Pero al margen de este debate, lo concreto es que el presidencialismo presenta varios inconvenientes, como que los mecanismos de poder con que cuentan los presidentes estimularían comportamientos proclives a posturas autoritarias o de hiperpresidencialismo, situación que fortalece la identidad de gobiernos divididos. Además, los sistemas presidenciales no cuentan con mecanismos políticos adecuados para manejar situaciones de crisis institucionales relativamente importantes, considerándose entonces que el semipresidencialismo sería una buena alternativa de gobierno. Las razones para optar por un semipresidencialismo son variadas, como por ejemplo que funciona con base en un poder compartido, donde el presidente se divide el poder con un primer ministro, debiendo este cargo conseguir continuamente apoyo parlamentario. Bajo el semipresidencialismo el juego democrático se torna mucho más interesante, ya que el primer ministro se ve en la obligación de entenderse con el Parlamento para dar cierta estabilidad al gobierno, en circunstancias que bajo un sistema presidencial el jefe de Estado puede no requerir del apoyo congresal. Otra característica es que en el presidencialismo el poder ejecutivo está dirigido por un presidente que es electo popularmente y que funciona como jefe de ese poder. Pero en el semipresidencialismo se da un ejecutivo dual, representado por un presidente electo popularmente y un primer ministro elegido por el Parlamento.

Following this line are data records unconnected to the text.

//! Parameters for the bleed pipeline.

use crate::classify::MASK_ALPHA_THRESHOLD;
use crate::propagate::PropagateOptions;
use serde::{Deserialize, Serialize};

/// Alternate output paths for inspecting the algorithm.
#[derive(Clone, Copy, Debug, Default, PartialEq, Eq, Serialize, Deserialize)]
#[serde(rename_all = "snake_case")]
pub enum DebugView {
    /// Regular bleed output.
    #[default]
    None,
    /// Opaque white, boundary red, loose blue; no propagation.
    Classification,
    /// Each propagation round painted with a cycling palette.
    FillOrder,
}

/// Bleed configuration, deserializable from the CLI config.
#[derive(Clone, Debug, Deserialize)]
#[serde(default)]
pub struct BleedParams {
    /// Mask alpha at or above which a pixel belongs to a shell.
    pub mask_threshold: f32,
    /// Propagation round budget; `None` derives it from the image size.
    pub max_rounds: Option<usize>,
    pub debug_view: DebugView,
}

impl Default for BleedParams {
    fn default() -> Self {
        Self {
            mask_threshold: MASK_ALPHA_THRESHOLD,
            max_rounds: None,
            debug_view: DebugView::None,
        }
    }
}

impl BleedParams {
    pub fn with_debug_view(mut self, debug_view: DebugView) -> Self {
        self.debug_view = debug_view;
        self
    }

    pub fn propagate_options(&self) -> PropagateOptions {
        PropagateOptions {
            max_rounds: self.max_rounds,
            debug_fill: self.debug_view == DebugView::FillOrder,
        }
    }
}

En el presidencialismo el presidente no depende del Parlamento, en cambio en el semipresidencialismo la permanencia del gabinete y del primer ministro dependen de la confianza del Parlamento. En el semipresidencialismo la jefatura del gobierno y el Estado están separados, pero en el presidencialismo ambas se encuentran unificadas. En el presidencialismo existe un período fijo del mandato presidencial, pero en el semipresidencialismo se produce una flexibilidad de los mandatos. En el presidencialismo el gabinete depende exclusivamente del presidente, pero en el semipresidencialismo el gabinete es de exclusiva confianza del poder legislativo. Por tanto, existen razones justificadas para que el semipresidencialismo reemplace al presidencialismo y los escenarios de inestabilidad democrática cuenten con soluciones institucionales inmediatas para superar los escenarios de crisis política.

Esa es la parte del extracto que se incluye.